**To do:** Pick every line from the data that holds the word "MemoryWorld".

Stored items
- - - - -

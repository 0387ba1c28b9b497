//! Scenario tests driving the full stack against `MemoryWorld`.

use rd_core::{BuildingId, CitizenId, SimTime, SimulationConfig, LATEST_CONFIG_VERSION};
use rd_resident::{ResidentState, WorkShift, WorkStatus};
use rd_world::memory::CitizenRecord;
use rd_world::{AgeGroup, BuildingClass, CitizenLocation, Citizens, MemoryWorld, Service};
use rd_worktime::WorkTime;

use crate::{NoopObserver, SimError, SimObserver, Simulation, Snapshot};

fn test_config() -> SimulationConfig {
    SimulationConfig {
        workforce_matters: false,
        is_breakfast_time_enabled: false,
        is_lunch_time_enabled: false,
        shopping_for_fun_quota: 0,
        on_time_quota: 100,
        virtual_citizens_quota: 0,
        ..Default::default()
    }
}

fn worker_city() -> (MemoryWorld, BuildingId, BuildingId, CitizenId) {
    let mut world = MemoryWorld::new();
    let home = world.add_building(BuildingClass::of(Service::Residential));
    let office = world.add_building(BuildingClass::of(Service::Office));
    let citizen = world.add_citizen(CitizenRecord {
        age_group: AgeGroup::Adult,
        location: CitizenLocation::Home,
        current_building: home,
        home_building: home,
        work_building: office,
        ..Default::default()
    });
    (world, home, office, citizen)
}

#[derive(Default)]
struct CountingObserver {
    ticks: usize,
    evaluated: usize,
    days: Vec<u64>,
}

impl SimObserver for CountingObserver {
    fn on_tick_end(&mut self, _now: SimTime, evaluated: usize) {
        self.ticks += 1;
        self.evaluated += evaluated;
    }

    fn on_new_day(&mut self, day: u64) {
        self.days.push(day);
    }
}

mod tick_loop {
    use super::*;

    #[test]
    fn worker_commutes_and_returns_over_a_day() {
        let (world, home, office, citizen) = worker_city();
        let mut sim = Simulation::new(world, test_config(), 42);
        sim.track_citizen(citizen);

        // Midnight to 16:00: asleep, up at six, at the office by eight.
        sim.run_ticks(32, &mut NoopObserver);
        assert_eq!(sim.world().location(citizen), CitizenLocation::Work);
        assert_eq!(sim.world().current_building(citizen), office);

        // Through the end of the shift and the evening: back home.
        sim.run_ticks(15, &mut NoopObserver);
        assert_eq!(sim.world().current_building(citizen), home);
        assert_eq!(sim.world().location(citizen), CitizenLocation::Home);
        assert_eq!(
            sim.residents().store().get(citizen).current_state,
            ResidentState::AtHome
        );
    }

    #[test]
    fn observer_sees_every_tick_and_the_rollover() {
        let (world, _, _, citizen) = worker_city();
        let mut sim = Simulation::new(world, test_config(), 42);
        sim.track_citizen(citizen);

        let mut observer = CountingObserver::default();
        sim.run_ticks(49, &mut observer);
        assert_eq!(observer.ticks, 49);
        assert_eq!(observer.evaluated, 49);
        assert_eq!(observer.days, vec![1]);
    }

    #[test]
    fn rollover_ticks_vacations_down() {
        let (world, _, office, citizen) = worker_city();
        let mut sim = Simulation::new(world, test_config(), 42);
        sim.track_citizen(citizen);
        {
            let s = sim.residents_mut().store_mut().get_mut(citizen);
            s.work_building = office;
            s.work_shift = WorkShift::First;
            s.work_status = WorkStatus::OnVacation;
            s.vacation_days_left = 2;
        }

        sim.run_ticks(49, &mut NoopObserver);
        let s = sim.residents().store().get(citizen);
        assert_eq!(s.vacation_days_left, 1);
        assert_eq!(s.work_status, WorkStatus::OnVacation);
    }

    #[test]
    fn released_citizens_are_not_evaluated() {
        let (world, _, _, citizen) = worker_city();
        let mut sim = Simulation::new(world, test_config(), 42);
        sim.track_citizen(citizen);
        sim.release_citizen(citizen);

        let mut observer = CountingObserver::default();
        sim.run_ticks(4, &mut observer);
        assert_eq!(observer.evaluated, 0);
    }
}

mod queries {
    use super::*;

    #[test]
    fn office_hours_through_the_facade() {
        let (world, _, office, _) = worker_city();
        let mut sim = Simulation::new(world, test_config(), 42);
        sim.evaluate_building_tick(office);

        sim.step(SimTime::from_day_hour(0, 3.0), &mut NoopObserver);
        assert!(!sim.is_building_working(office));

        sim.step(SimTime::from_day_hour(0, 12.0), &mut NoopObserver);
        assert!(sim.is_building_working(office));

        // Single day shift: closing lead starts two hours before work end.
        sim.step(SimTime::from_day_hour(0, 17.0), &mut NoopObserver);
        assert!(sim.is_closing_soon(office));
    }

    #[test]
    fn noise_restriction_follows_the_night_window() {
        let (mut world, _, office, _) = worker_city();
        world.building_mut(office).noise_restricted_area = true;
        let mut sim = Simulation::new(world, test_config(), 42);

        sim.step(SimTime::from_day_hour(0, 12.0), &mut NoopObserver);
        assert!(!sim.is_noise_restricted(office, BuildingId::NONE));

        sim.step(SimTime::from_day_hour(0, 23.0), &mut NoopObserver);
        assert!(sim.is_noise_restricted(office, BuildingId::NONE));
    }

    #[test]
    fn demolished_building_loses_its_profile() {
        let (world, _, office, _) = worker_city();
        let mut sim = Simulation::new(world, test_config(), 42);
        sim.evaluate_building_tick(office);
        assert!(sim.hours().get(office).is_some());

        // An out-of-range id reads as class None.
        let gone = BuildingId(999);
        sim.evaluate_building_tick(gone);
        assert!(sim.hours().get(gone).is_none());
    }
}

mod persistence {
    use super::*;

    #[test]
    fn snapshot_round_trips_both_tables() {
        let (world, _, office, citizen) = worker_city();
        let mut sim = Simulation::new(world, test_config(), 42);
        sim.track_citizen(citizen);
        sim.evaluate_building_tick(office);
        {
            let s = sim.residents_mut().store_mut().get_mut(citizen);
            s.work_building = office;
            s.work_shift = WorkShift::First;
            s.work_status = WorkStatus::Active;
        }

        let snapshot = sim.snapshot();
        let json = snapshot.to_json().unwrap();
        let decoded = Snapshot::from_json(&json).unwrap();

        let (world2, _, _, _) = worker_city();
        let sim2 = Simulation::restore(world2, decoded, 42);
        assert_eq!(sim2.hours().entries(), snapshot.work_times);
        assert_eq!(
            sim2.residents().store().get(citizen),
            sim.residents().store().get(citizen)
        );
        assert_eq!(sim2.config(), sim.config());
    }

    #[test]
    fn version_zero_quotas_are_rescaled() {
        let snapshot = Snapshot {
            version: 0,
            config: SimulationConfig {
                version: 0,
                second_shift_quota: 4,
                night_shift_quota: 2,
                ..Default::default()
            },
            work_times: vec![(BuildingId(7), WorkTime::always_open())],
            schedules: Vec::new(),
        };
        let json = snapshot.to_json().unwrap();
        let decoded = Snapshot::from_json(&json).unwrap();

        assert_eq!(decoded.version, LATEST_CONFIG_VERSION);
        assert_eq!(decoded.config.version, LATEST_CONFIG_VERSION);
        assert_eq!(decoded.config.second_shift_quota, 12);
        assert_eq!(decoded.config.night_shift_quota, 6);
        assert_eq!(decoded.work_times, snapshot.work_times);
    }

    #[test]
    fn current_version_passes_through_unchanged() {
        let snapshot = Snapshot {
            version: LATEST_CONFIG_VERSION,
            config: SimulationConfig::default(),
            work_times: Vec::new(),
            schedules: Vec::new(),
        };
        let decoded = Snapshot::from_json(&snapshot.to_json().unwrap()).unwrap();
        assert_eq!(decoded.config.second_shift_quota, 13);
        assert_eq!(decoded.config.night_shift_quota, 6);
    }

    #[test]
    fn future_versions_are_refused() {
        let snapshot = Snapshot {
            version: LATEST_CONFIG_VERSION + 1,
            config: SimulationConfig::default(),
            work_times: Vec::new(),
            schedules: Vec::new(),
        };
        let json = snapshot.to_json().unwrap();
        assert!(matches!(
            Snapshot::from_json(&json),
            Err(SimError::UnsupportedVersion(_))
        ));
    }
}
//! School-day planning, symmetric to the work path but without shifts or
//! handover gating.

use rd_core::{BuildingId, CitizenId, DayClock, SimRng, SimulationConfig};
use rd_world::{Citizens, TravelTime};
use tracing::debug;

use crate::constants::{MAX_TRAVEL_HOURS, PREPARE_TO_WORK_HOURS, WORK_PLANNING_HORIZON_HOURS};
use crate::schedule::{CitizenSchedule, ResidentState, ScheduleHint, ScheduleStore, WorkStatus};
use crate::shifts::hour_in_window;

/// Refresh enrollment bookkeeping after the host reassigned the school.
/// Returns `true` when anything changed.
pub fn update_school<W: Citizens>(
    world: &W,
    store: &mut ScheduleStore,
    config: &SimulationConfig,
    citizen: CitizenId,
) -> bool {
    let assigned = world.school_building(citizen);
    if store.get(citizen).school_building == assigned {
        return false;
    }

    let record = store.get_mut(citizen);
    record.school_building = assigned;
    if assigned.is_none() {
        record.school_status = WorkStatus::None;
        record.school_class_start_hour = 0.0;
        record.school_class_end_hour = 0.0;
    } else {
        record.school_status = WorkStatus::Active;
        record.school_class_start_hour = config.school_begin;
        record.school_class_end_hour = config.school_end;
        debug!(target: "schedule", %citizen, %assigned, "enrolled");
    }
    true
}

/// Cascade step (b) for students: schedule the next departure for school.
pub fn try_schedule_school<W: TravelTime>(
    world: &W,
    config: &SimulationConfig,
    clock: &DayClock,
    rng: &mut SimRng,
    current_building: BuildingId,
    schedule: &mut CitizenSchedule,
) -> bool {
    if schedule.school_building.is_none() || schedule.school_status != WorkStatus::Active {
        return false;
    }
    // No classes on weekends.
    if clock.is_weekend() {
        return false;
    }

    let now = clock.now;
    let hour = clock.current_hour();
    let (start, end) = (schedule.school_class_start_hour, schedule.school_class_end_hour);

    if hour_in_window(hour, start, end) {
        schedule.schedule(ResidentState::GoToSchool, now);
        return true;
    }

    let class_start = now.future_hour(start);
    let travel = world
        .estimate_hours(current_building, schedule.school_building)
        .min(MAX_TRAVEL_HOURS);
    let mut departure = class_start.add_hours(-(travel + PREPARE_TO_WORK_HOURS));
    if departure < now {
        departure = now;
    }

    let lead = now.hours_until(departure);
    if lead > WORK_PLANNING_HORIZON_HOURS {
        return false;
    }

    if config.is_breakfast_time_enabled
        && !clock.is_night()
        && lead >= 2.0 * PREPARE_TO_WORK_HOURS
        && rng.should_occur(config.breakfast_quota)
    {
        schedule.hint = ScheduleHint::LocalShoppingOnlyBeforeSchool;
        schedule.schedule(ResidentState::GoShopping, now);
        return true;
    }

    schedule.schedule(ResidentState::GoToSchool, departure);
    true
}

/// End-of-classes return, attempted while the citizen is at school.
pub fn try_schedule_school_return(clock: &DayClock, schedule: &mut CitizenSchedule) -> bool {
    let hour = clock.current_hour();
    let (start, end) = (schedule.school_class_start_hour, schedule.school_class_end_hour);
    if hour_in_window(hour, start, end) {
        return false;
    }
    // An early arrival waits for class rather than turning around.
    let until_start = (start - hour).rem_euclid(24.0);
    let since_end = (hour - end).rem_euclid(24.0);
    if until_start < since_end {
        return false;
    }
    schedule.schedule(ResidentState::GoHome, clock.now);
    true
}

- - - - -

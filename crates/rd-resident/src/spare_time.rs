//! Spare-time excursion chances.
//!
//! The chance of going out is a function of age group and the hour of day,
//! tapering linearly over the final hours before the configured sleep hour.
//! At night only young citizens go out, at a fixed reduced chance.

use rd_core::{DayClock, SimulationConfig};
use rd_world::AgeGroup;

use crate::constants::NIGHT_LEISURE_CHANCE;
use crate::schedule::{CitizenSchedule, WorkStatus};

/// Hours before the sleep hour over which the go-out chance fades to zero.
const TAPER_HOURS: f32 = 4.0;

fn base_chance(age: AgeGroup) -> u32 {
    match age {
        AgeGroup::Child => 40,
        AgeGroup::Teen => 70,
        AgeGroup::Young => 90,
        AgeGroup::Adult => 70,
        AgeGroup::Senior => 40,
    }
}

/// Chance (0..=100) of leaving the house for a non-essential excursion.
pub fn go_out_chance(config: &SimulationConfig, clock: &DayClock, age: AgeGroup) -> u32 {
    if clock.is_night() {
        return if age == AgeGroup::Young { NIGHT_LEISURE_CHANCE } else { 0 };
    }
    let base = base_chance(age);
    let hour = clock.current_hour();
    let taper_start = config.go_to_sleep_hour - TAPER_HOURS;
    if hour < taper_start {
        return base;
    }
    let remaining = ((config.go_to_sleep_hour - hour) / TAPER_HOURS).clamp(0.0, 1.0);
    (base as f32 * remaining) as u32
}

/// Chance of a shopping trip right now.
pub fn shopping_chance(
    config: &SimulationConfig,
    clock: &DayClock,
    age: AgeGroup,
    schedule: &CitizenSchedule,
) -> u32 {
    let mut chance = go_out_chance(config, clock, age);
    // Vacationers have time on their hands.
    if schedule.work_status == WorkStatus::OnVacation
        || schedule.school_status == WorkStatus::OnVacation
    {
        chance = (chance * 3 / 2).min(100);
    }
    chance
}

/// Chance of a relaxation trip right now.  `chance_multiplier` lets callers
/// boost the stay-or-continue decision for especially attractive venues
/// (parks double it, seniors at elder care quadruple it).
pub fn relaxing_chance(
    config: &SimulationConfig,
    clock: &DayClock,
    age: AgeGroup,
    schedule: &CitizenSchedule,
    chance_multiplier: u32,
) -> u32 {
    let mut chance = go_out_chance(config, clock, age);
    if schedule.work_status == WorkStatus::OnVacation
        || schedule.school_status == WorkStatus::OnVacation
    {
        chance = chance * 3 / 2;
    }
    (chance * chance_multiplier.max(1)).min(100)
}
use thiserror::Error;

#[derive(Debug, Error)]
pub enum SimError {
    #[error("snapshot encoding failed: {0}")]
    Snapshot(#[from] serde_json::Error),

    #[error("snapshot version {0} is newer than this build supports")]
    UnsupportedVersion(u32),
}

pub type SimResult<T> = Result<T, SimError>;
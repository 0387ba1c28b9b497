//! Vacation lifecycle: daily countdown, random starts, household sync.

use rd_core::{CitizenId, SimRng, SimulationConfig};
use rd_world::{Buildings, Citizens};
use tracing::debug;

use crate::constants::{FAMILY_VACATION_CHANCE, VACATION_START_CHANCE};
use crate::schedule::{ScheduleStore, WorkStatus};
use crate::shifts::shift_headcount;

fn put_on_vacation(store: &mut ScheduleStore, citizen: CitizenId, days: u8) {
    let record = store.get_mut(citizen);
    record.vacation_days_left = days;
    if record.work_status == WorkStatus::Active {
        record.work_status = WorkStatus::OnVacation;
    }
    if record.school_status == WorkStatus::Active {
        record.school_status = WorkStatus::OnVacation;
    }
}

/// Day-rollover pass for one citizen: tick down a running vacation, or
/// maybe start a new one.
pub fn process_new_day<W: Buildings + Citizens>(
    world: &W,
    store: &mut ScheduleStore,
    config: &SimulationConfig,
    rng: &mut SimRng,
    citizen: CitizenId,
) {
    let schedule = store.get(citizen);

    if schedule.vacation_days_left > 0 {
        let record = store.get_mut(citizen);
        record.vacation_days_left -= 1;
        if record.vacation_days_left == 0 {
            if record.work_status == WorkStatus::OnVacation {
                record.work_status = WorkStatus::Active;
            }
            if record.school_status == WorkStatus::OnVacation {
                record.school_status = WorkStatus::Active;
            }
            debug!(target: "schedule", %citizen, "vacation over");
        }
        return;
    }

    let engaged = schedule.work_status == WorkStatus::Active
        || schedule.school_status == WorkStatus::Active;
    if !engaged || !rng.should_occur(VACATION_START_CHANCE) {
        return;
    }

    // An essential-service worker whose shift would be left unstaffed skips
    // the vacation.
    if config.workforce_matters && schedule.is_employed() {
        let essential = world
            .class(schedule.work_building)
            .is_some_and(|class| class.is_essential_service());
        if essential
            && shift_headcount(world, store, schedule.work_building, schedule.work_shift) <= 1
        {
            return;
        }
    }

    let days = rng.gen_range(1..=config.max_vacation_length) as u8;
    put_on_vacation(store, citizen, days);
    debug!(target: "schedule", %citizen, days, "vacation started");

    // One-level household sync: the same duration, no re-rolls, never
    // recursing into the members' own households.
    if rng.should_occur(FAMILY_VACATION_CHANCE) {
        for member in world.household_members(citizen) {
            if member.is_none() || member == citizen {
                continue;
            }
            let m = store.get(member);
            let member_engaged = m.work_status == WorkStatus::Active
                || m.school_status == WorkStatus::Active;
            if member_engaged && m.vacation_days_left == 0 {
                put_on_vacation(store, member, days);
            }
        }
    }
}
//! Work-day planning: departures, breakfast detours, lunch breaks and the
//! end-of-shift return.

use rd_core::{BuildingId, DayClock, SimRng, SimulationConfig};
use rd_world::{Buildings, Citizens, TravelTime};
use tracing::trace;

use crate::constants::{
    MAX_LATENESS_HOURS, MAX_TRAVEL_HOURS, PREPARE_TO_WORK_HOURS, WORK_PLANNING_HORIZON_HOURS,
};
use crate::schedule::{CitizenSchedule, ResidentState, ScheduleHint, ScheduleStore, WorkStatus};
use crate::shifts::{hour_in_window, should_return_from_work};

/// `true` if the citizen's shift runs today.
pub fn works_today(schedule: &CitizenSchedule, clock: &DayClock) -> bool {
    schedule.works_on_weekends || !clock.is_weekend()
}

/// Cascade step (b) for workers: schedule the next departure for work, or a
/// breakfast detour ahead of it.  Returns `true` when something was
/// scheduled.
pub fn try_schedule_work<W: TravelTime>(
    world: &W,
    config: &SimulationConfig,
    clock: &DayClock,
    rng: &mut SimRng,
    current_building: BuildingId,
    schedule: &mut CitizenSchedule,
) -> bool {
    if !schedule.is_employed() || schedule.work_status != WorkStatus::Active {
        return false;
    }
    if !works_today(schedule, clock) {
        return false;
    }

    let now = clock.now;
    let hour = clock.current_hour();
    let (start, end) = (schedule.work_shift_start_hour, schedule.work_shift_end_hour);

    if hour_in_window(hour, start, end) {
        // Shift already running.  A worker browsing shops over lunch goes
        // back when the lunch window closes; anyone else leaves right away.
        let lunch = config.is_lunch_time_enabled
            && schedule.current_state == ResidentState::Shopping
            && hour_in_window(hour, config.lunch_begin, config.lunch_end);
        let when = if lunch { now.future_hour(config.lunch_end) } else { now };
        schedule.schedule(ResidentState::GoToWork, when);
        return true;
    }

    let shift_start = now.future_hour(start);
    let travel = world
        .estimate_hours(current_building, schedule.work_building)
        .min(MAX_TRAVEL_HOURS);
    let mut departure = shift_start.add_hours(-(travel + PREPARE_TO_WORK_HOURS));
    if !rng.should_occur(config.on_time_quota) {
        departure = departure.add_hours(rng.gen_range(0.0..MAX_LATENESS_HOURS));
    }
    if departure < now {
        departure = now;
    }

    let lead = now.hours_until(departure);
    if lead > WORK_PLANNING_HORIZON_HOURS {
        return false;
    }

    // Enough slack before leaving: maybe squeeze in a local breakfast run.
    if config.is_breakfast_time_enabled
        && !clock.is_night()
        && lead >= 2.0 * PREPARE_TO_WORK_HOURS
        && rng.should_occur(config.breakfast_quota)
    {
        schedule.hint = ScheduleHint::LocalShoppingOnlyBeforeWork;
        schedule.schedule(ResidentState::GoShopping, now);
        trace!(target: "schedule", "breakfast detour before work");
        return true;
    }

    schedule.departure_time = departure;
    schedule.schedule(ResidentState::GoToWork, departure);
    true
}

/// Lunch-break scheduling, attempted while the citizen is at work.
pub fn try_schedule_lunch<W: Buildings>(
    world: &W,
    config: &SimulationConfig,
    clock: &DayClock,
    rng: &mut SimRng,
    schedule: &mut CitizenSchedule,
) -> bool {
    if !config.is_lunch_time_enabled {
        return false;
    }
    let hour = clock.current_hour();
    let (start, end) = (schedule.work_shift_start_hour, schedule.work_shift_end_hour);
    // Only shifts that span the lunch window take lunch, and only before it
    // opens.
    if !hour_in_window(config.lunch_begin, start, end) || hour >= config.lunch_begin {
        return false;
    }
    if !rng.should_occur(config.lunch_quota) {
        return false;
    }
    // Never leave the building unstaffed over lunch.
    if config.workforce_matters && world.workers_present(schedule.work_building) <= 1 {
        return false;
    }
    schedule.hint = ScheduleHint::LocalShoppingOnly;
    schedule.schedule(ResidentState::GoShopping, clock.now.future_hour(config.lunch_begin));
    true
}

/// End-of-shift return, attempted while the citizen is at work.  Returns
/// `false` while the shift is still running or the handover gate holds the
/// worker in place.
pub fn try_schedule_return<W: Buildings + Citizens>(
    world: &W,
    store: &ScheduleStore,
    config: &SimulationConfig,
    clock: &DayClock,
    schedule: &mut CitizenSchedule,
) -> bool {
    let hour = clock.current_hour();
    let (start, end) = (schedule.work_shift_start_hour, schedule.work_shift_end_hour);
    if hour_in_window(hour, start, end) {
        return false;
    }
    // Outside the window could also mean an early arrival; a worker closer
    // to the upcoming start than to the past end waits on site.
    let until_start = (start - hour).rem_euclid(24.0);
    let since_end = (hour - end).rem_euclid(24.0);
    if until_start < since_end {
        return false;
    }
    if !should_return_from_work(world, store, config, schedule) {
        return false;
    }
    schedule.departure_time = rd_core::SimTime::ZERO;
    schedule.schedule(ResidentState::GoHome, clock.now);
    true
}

- - - - -

**Solution to this task:**
//! Scenario tests driving the full stack against `MemoryWorld`.
use rd_world::{AgeGroup, BuildingClass, CitizenLocation, Citizens, MemoryWorld, Service};
fn worker_city() -> (MemoryWorld, BuildingId, BuildingId, CitizenId) {
    let mut world = MemoryWorld::new();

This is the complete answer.